Document 5-5: Thomas Hutchinson, Letter to Thomas Whately (1769)

The Danger of Too Much Liberty

THOMAS HUTCHINSON, Letter to Thomas Whately (1769)

As all sides attempted to understand the cause of the conflict between crown and colony, different actors diagnosed the problem in different ways. For Patriots, the culprit was Parliament’s encroachment on their natural rights and liberties. For Loyalists, such as Governor Thomas Hutchinson of Massachusetts, excessive regard for their liberties encouraged colonists to act in ways contrary to their interests as subjects of the British crown. Hutchinson wrote a series of letters to Thomas Whately, a former member of Parliament and the Board of Trade. In one of those letters, reproduced below, Hutchinson offers his advice on restraining the colonists. These letters were leaked to Benjamin Franklin, then in London, and published in the Boston newspapers in 1773, inflaming the Patriots who already assumed Hutchinson was conspiring against their interests.
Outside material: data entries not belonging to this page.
use crate::{bytecode::vm::Frame, intern::StringId, value::Value};

pub(crate) const GENERATOR_METHODS: &[&str] = &["send", "throw", "close"];

/// Lifecycle of a generator.
#[derive(Debug, Clone, Copy, PartialEq, Eq)]
pub(crate) enum GenState {
    /// Created but never resumed; only `send(None)` is allowed.
    Created,
    /// Paused at a `yield`.
    Suspended,
    /// Currently on the VM's frame stack.
    Running,
    /// The body returned or was closed.
    Returned,
    /// An exception escaped the body.
    Raised,
}

impl GenState {
    /// Whether the generator can never run again.
    #[must_use]
    pub fn is_finished(self) -> bool {
        matches!(self, Self::Returned | Self::Raised)
    }
}

/// A suspended generator frame.
///
/// While suspended, the frame's slice of the operand stack lives in `stack`; resuming pushes it
/// back onto the VM stack and rebases the frame.
#[derive(Debug)]
pub(crate) struct Generator {
    pub name: StringId,
    pub qualname: String,
    pub frame: Option<Box<Frame>>,
    pub stack: Vec<Value>,
    pub state: GenState,
}

impl Generator {
    #[must_use]
    pub fn new(frame: Frame, name: StringId, qualname: String) -> Self {
        Self {
            name,
            qualname,
            frame: Some(Box::new(frame)),
            stack: Vec::new(),
            state: GenState::Created,
        }
    }

    /// Drops the frame once the body returns or raises, recording which in `state`.
    pub fn finish(&mut self, state: GenState) {
        debug_assert!(state.is_finished());
        self.frame = None;
        self.stack.clear();
        self.state = state;
    }
}

#[cfg(test)]
mod tests {
    use super::*;

    #[test]
    fn only_returned_and_raised_are_terminal() {
        assert!(GenState::Returned.is_finished());
        assert!(GenState::Raised.is_finished());
        assert!(!GenState::Created.is_finished());
        assert!(!GenState::Suspended.is_finished());
        assert!(!GenState::Running.is_finished());
    }
}
//! Native methods of `object` and `BaseException`.
//!
//! They live in class dicts like Python functions, so `super().__init__(...)` and
//! `object.__repr__(self)` find and bind them through the normal lookup.

use strum::IntoStaticStr;

use crate::{
    args::ArgValues,
    bytecode::VM,
    exception_private::{ExcType, RunError, RunResult},
    heap::{HeapData, HeapId},
    intern::StaticStrings,
    io::PrintWriter,
    resource::ResourceTracker,
    tracer::VmTracer,
    types::hash_key::HashKey,
    value::Value,
};

#[derive(Debug, Clone, Copy, PartialEq, Eq, Hash, PartialOrd, Ord, IntoStaticStr)]
pub(crate) enum NativeSlot {
    #[strum(serialize = "__init__")]
    ObjectInit,
    #[strum(serialize = "__repr__")]
    ObjectRepr,
    #[strum(serialize = "__str__")]
    ObjectStr,
    #[strum(serialize = "__eq__")]
    ObjectEq,
    #[strum(serialize = "__ne__")]
    ObjectNe,
    #[strum(serialize = "__hash__")]
    ObjectHash,
    #[strum(serialize = "__init__")]
    ExcInit,
    #[strum(serialize = "__str__")]
    ExcStr,
    #[strum(serialize = "__repr__")]
    ExcRepr,
}

impl NativeSlot {
    #[must_use]
    pub fn name(self) -> &'static str {
        self.into()
    }

    /// Name of the class whose dict holds the slot.
    #[must_use]
    pub fn owner(self) -> &'static str {
        match self {
            Self::ExcInit | Self::ExcStr | Self::ExcRepr => "BaseException",
            _ => "object",
        }
    }

    /// Calls the slot; the first argument is the receiver.
    pub fn call<T: ResourceTracker, P: PrintWriter, Tr: VmTracer>(
        self,
        vm: &mut VM<'_, T, P, Tr>,
        args: ArgValues,
    ) -> RunResult<Value> {
        let qualified = format!("{}.{}", self.owner(), self.name());
        if self == Self::ExcInit {
            args.check_no_kwargs(&qualified, &vm.interns)?;
            let mut positional = args.positional.into_iter();
            let receiver = positional
                .next()
                .ok_or_else(|| ExcType::type_error(format!("descriptor '{qualified}' needs an argument")))?;
            let id = exception_id(vm, receiver)?;
            let exc_args = vm.new_tuple(positional.collect())?;
            if let HeapData::Instance(instance) = vm.heap.get_mut(id) {
                instance.attrs.insert(StaticStrings::Args.id(), exc_args);
            }
            return Ok(Value::None);
        }

        match self {
            Self::ObjectInit => {
                if args.count() > 1 {
                    return Err(ExcType::type_error(
                        "object.__init__() takes exactly one argument (the instance to initialize)",
                    ));
                }
                args.get_one_arg(&qualified, &vm.interns)?;
                Ok(Value::None)
            }
            Self::ObjectRepr => {
                let receiver = args.get_one_arg(&qualified, &vm.interns)?;
                let text = vm.default_object_repr(receiver);
                vm.new_str(text)
            }
            Self::ObjectStr => {
                let receiver = args.get_one_arg(&qualified, &vm.interns)?;
                let text = vm.repr(receiver)?;
                vm.new_str(text)
            }
            Self::ObjectEq => {
                let (receiver, other) = args.get_two_args(&qualified, &vm.interns)?;
                Ok(if receiver.is_identical(other) {
                    Value::Bool(true)
                } else {
                    Value::NotImplemented
                })
            }
            Self::ObjectNe => {
                let (receiver, other) = args.get_two_args(&qualified, &vm.interns)?;
                let Some(eq) = vm.lookup_special(receiver, StaticStrings::DunderEq.id())? else {
                    return Ok(Value::Bool(!receiver.is_identical(other)));
                };
                let result = vm.call_sync(eq, ArgValues::one(other))?;
                if matches!(result, Value::NotImplemented) {
                    return Ok(result);
                }
                Ok(Value::Bool(!vm.truthy(result)?))
            }
            Self::ObjectHash => {
                let receiver = args.get_one_arg(&qualified, &vm.interns)?;
                let id = receiver
                    .ref_id()
                    .ok_or_else(|| RunError::internal("object.__hash__ of an inline value"))?;
                Ok(Value::Int(HashKey::Identity(id).hash_value()))
            }
            Self::ExcStr => {
                let receiver = args.get_one_arg(&qualified, &vm.interns)?;
                let id = exception_id(vm, receiver)?;
                let text = vm.exception_str(id)?;
                vm.new_str(text)
            }
            Self::ExcRepr => {
                let receiver = args.get_one_arg(&qualified, &vm.interns)?;
                let id = exception_id(vm, receiver)?;
                let text = vm.exception_repr(id)?;
                vm.new_str(text)
            }
            Self::ExcInit => Ok(Value::None),
        }
    }
}

fn exception_id<T: ResourceTracker, P: PrintWriter, Tr: VmTracer>(
    vm: &VM<'_, T, P, Tr>,
    value: Value,
) -> RunResult<HeapId> {
    match value {
        Value::Ref(id) if vm.is_exception(value) => Ok(id),
        _ => Err(ExcType::type_error(format!(
            "descriptor requires a 'BaseException' object but received a '{}'",
            vm.type_name(value)
        ))),
    }
}

#[cfg(test)]
mod tests {
    use super::*;

    #[test]
    fn slot_names_are_dunders() {
        assert_eq!(NativeSlot::ObjectInit.name(), "__init__");
        assert_eq!(NativeSlot::ExcRepr.name(), "__repr__");
        assert_eq!(NativeSlot::ExcStr.owner(), "BaseException");
        assert_eq!(NativeSlot::ObjectHash.owner(), "object");
    }
}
Boston, 20th January 1769.

Dear Sir,

You have laid me under very great obligations by the very clear and full account of proceedings in Parliament, which I received from you by Capt. Scott. You have also done much service to the people of the province. For a day or two after the ship arrived, the enemies of government gave out that their friends in Parliament were increasing, and all things would be soon on the old footing; in other words that all acts imposing duties would be repealed, the Commissioners board dissolved, the customs put on the old footing, and illicit trade be carried on with little or no hazard. It was very fortunate that I had it in my power to prevent such a false representation from spreading through the province. I have been very cautious of using your name, but I have been very free in publishing abroad the substance of your letter, and declaring that I had my intelligence from the best authority, and have in a great measure defeated the ill design in raising and attempting to spread so groundless a report. What marks of resentment the Parliament will show, whether they will be upon the province in general or particular persons, is extremely uncertain, but that they will be placed somewhere is most certain, and I add, because I think it ought to be so that those who have been most steady in preserving the constitution and opposing the licentiousness of such as call themselves Sons of Liberty will certainly meet with favor and encouragement.
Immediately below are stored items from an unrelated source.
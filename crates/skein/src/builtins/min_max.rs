//! `min()` and `max()`, which share argument handling.

use crate::{
    args::ArgValues,
    bytecode::VM,
    exception_private::{ExcType, RunResult},
    intern::StaticStrings,
    io::PrintWriter,
    resource::ResourceTracker,
    tracer::VmTracer,
    value::Value,
};

/// `min(iterable, *, key=None, default=...)` or `min(a, b, *args, key=None)`, and likewise `max`.
///
/// The first of several equal extremes wins, as in CPython.
pub fn builtin_min_max<T: ResourceTracker, P: PrintWriter, Tr: VmTracer>(
    vm: &mut VM<'_, T, P, Tr>,
    mut args: ArgValues,
    is_max: bool,
) -> RunResult<Value> {
    let name = if is_max { "max" } else { "min" };
    let key = args.take_kwarg(StaticStrings::Key.id()).filter(|key| !key.is_none());
    let default = args.take_kwarg(StaticStrings::Default.id());
    args.check_no_kwargs(name, &vm.interns)?;

    let items = match args.positional.len() {
        0 => return Err(ExcType::type_error(format!("{name} expected at least 1 argument, got 0"))),
        1 => vm.collect_iter(args.positional[0])?,
        _ => {
            if default.is_some() {
                return Err(ExcType::type_error(format!(
                    "Cannot specify a default for {name}() with multiple positional arguments"
                )));
            }
            args.positional.to_vec()
        }
    };

    let mut best: Option<(Value, Value)> = None;
    for item in items {
        let item_key = match key {
            Some(key) => vm.call_sync(key, ArgValues::one(item))?,
            None => item,
        };
        let replace = match best {
            None => true,
            Some((best_key, _)) if is_max => vm.lt(best_key, item_key)?,
            Some((best_key, _)) => vm.lt(item_key, best_key)?,
        };
        if replace {
            best = Some((item_key, item));
        }
    }
    match (best, default) {
        (Some((_, item)), _) => Ok(item),
        (None, Some(default)) => Ok(default),
        (None, None) => Err(ExcType::value_error(format!("{name}() iterable argument is empty"))),
    }
}
//! Builtin functions, types and native method slots.
//!
//! Every builtin is a small `Copy` value stored inline in `Value::Builtin`; calling one
//! dispatches to the submodule that implements it.

mod attrs;
mod convert;
mod iteration;
mod min_max;
mod namespace;
mod numeric;
mod print;
mod slots;
mod sorted;
mod sum;
mod type_;

use strum::{EnumIter, IntoStaticStr};

pub(crate) use self::slots::NativeSlot;
use crate::{
    args::ArgValues,
    bytecode::VM,
    exception_private::{ExcType, RunResult},
    intern::{Interns, StringId},
    io::PrintWriter,
    modules::ModuleFunction,
    resource::ResourceTracker,
    tracer::VmTracer,
    types::Type,
    value::Value,
};

/// A callable (or stream) implemented natively.
#[derive(Debug, Clone, Copy, PartialEq, Eq, Hash, PartialOrd, Ord)]
pub(crate) enum Builtins {
    /// A builtin function like `print` or `len`.
    Function(BuiltinFunction),
    /// A builtin type; calling it constructs a value.
    Type(Type),
    /// An unbound method of a builtin type, e.g. `str.upper`. The first argument is the receiver.
    TypeMethod(Type, StringId),
    /// A native method of `object` or `BaseException`, bound like a Python function.
    Slot(NativeSlot),
    /// `sys.stdout` or `sys.stderr`.
    Stream(Stream),
    /// A function of a native module such as `math.sqrt`.
    Module(ModuleFunction),
}

impl Builtins {
    /// Calls this builtin.
    pub fn call<T: ResourceTracker, P: PrintWriter, Tr: VmTracer>(
        self,
        vm: &mut VM<'_, T, P, Tr>,
        args: ArgValues,
    ) -> RunResult<Value> {
        match self {
            Self::Function(function) => function.call(vm, args),
            Self::Type(ty) => type_::construct(vm, ty, args),
            Self::TypeMethod(ty, name) => vm.call_type_method(ty, name, args),
            Self::Slot(slot) => slot.call(vm, args),
            Self::Stream(_) => Err(ExcType::type_error_not_callable(Type::TextIO.name())),
            Self::Module(function) => function.call(vm, args),
        }
    }

    /// The type reported by `type()`.
    #[must_use]
    pub fn py_type(self) -> Type {
        match self {
            Self::Type(_) => Type::Type,
            Self::Stream(_) => Type::TextIO,
            Self::Function(_) | Self::TypeMethod(..) | Self::Slot(_) | Self::Module(_) => Type::BuiltinFunction,
        }
    }

    /// `__name__` of the builtin.
    #[must_use]
    pub fn name(self, interns: &Interns) -> String {
        match self {
            Self::Function(function) => function.name().to_owned(),
            Self::Type(ty) => ty.name().to_owned(),
            Self::TypeMethod(_, name) => interns.get_str(name).to_owned(),
            Self::Slot(slot) => slot.name().to_owned(),
            Self::Stream(stream) => stream.name().to_owned(),
            Self::Module(function) => function.name().to_owned(),
        }
    }

    #[must_use]
    pub fn repr(self, interns: &Interns) -> String {
        match self {
            Self::Function(function) => format!("<built-in function {}>", function.name()),
            Self::Type(ty) => format!("<class '{ty}'>"),
            Self::TypeMethod(ty, name) => format!("<method '{}' of '{ty}' objects>", interns.get_str(name)),
            Self::Slot(slot) => format!("<slot wrapper '{}' of '{}' objects>", slot.name(), slot.owner()),
            Self::Stream(stream) => {
                format!("<_io.TextIOWrapper name='<{}>' mode='w' encoding='utf-8'>", stream.name())
            }
            Self::Module(function) => format!("<built-in function {}>", function.name()),
        }
    }
}

/// Builtin functions bound in the builtins namespace by their lowercase name.
#[derive(Debug, Clone, Copy, PartialEq, Eq, Hash, PartialOrd, Ord, EnumIter, IntoStaticStr)]
#[strum(serialize_all = "lowercase")]
pub(crate) enum BuiltinFunction {
    Abs,
    All,
    Any,
    Ascii,
    Bin,
    Callable,
    Chr,
    Delattr,
    Dir,
    Divmod,
    Format,
    Getattr,
    Globals,
    Hasattr,
    Hash,
    Hex,
    Id,
    Input,
    Isinstance,
    Issubclass,
    Iter,
    Len,
    Locals,
    Max,
    Min,
    Next,
    Oct,
    Ord,
    Pow,
    Print,
    Repr,
    Round,
    Setattr,
    Sorted,
    Sum,
    Vars,
}

impl BuiltinFunction {
    #[must_use]
    pub fn name(self) -> &'static str {
        self.into()
    }

    fn call<T: ResourceTracker, P: PrintWriter, Tr: VmTracer>(
        self,
        vm: &mut VM<'_, T, P, Tr>,
        args: ArgValues,
    ) -> RunResult<Value> {
        match self {
            Self::Abs => numeric::builtin_abs(vm, args),
            Self::All => iteration::builtin_all(vm, args),
            Self::Any => iteration::builtin_any(vm, args),
            Self::Ascii => convert::builtin_ascii(vm, args),
            Self::Bin => convert::builtin_radix(vm, args, "bin", 2, "0b"),
            Self::Callable => attrs::builtin_callable(vm, args),
            Self::Chr => convert::builtin_chr(vm, args),
            Self::Delattr => attrs::builtin_delattr(vm, args),
            Self::Dir => namespace::builtin_dir(vm, args),
            Self::Divmod => numeric::builtin_divmod(vm, args),
            Self::Format => convert::builtin_format(vm, args),
            Self::Getattr => attrs::builtin_getattr(vm, args),
            Self::Globals => namespace::builtin_globals(vm, args),
            Self::Hasattr => attrs::builtin_hasattr(vm, args),
            Self::Hash => convert::builtin_hash(vm, args),
            Self::Hex => convert::builtin_radix(vm, args, "hex", 16, "0x"),
            Self::Id => convert::builtin_id(vm, args),
            Self::Input => print::builtin_input(vm, args),
            Self::Isinstance => attrs::builtin_isinstance(vm, args),
            Self::Issubclass => attrs::builtin_issubclass(vm, args),
            Self::Iter => iteration::builtin_iter(vm, args),
            Self::Len => iteration::builtin_len(vm, args),
            Self::Locals => namespace::builtin_locals(vm, args),
            Self::Max => min_max::builtin_min_max(vm, args, true),
            Self::Min => min_max::builtin_min_max(vm, args, false),
            Self::Next => iteration::builtin_next(vm, args),
            Self::Oct => convert::builtin_radix(vm, args, "oct", 8, "0o"),
            Self::Ord => convert::builtin_ord(vm, args),
            Self::Pow => numeric::builtin_pow(vm, args),
            Self::Print => print::builtin_print(vm, args),
            Self::Repr => convert::builtin_repr(vm, args),
            Self::Round => numeric::builtin_round(vm, args),
            Self::Setattr => attrs::builtin_setattr(vm, args),
            Self::Sorted => sorted::builtin_sorted(vm, args),
            Self::Sum => sum::builtin_sum(vm, args),
            Self::Vars => namespace::builtin_vars(vm, args),
        }
    }
}

/// The standard streams exposed as `sys.stdout` and `sys.stderr`.
#[derive(Debug, Clone, Copy, PartialEq, Eq, Hash, PartialOrd, Ord, IntoStaticStr)]
#[strum(serialize_all = "lowercase")]
pub(crate) enum Stream {
    Stdout,
    Stderr,
}

impl Stream {
    #[must_use]
    pub fn name(self) -> &'static str {
        self.into()
    }
}

#[cfg(test)]
mod tests {
    use strum::IntoEnumIterator;

    use super::*;

    #[test]
    fn function_names_are_lowercase() {
        assert_eq!(BuiltinFunction::Isinstance.name(), "isinstance");
        assert!(BuiltinFunction::iter().all(|f| f.name().chars().all(|c| c.is_ascii_lowercase())));
    }

    #[test]
    fn reprs_follow_cpython() {
        let interns = Interns::new();
        assert_eq!(Builtins::Function(BuiltinFunction::Len).repr(&interns), "<built-in function len>");
        assert_eq!(Builtins::Type(Type::Int).repr(&interns), "<class 'int'>");
        assert_eq!(Builtins::Type(Type::Int).py_type(), Type::Type);
        assert_eq!(Builtins::Stream(Stream::Stdout).py_type(), Type::TextIO);
    }
}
This is most certainly a crisis. I really wish that there may not have been the least degree of severity beyond what is absolutely necessary to maintain, I think I may say to you the dependance which a colony ought to have upon the parent state; but if no measures shall have been taken to secure this dependance, or nothing more than some declaratory acts or resolves, it is all over with us. The friends of government will be utterly disheartened, and the friends of anarchy will be afraid of nothing be it ever so extravagant.
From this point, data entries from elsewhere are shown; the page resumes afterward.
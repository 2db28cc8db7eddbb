//! Uncaught exceptions as seen by the host.

use pretty_assertions::assert_eq;
use skein::{CollectStringPrint, ExcType, Exception, NoPrint, Runner};

fn run_err(code: &str) -> Exception {
    Runner::new(code, "main.py").unwrap().run(&mut NoPrint).unwrap_err()
}

#[test]
fn traceback_rendering() {
    let exc = run_err("def f():\n    return 1 / 0\nf()\n");
    assert_eq!(
        exc.to_string(),
        "Traceback (most recent call last):\n  File \"main.py\", line 3, in <module>\n    f()\n  File \"main.py\", line 2, in f\n    return 1 / 0\n           ^^^^^\nZeroDivisionError: division by zero"
    );
}

#[test]
fn traceback_frames() {
    let exc = run_err("def inner():\n    raise ValueError('x')\ndef outer():\n    inner()\nouter()\n");
    let names: Vec<Option<&str>> = exc.traceback().iter().map(|f| f.frame_name.as_deref()).collect();
    assert_eq!(names, vec![Some("<module>"), Some("outer"), Some("inner")]);
    let lines: Vec<u32> = exc.traceback().iter().map(|f| f.start.line).collect();
    assert_eq!(lines, vec![5, 4, 2]);
}

/// User-defined exceptions keep their class name and map to the nearest builtin ancestor.
#[test]
fn user_exception_class() {
    let exc = run_err("class AppError(ValueError):\n    pass\nraise AppError('broken')\n");
    assert_eq!(exc.type_name(), "AppError");
    assert_eq!(exc.exc_type(), ExcType::ValueError);
    assert_eq!(exc.summary(), "AppError: broken");
}

#[test]
fn exception_without_message() {
    let exc = run_err("raise KeyError");
    assert_eq!(exc.summary(), "KeyError");
    assert_eq!(exc.message(), None);
}

#[test]
fn key_error_uses_repr() {
    let exc = run_err("{}['k']");
    assert_eq!(exc.summary(), "KeyError: 'k'");
}

#[test]
fn system_exit_codes() {
    let exc = run_err("import sys\nsys.exit(3)");
    assert_eq!(exc.exc_type(), ExcType::SystemExit);
    assert_eq!(exc.message(), Some("3"));

    let exc = run_err("import sys\nsys.exit()");
    assert_eq!(exc.exc_type(), ExcType::SystemExit);
    assert_eq!(exc.message(), None);

    let exc = run_err("raise SystemExit('stopping')");
    assert_eq!(exc.message(), Some("stopping"));
}

/// `finally` blocks run on the way out of `sys.exit`, and output before it is kept.
#[test]
fn system_exit_runs_finally() {
    let runner = Runner::new("import sys\ntry:\n    sys.exit(0)\nfinally:\n    print('cleanup')", "main.py").unwrap();
    let mut print = CollectStringPrint::new();
    let exc = runner.run(&mut print).unwrap_err();
    assert_eq!(exc.exc_type(), ExcType::SystemExit);
    assert_eq!(print.output(), "cleanup\n");
}

#[test]
fn system_exit_can_be_caught() {
    let runner = Runner::new(
        "import sys\ntry:\n    sys.exit(2)\nexcept SystemExit as e:\n    print('code', e.args[0])",
        "main.py",
    )
    .unwrap();
    let mut print = CollectStringPrint::new();
    runner.run(&mut print).unwrap();
    assert_eq!(print.output(), "code 2\n");
}

#[test]
fn name_error_message() {
    let exc = run_err("print(undefined_name)");
    assert_eq!(exc.summary(), "NameError: name 'undefined_name' is not defined");

    let exc = run_err("def f():\n    print(x)\n    x = 1\nf()");
    assert_eq!(
        exc.summary(),
        "UnboundLocalError: cannot access local variable 'x' where it is not associated with a value"
    );
}

#[test]
fn attribute_error_message() {
    let exc = run_err("(1).nope");
    assert_eq!(exc.summary(), "AttributeError: 'int' object has no attribute 'nope'");
}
The last vessel from London had a quick passage. We expect to be in suspense for the three or four next weeks and then to hear our fate. I never think of the measures necessary for the peace and good order of the colonies without pain. There must be an abridgment of what are called English liberties. I relieve myself by considering that in a remove from the state of nature to the most perfect state of government there must be a great restraint of natural liberty. I doubt whether it is possible to project a system of government in which a colony 3000 miles distant from the parent state shall enjoy all the liberty of the parent state. I am certain I have never yet seen the projection. I wish the good of the colony when I wish to see some further restraint of liberty rather than the connexion with the parent state should be broken; for I am sure such a breach must prove the ruin of the colony. Pardon me this excursion, it really proceeds from the state of mind into which our perplexed affairs often throw me.

I have the honor to be with very great esteem, Sir, your most humble and most obedient servant,

THO. HUTCHINSON.

The Letters of Governor Hutchinson and Lieut. Governor Oliver (London: J. Wilkie, 1774), 15–17.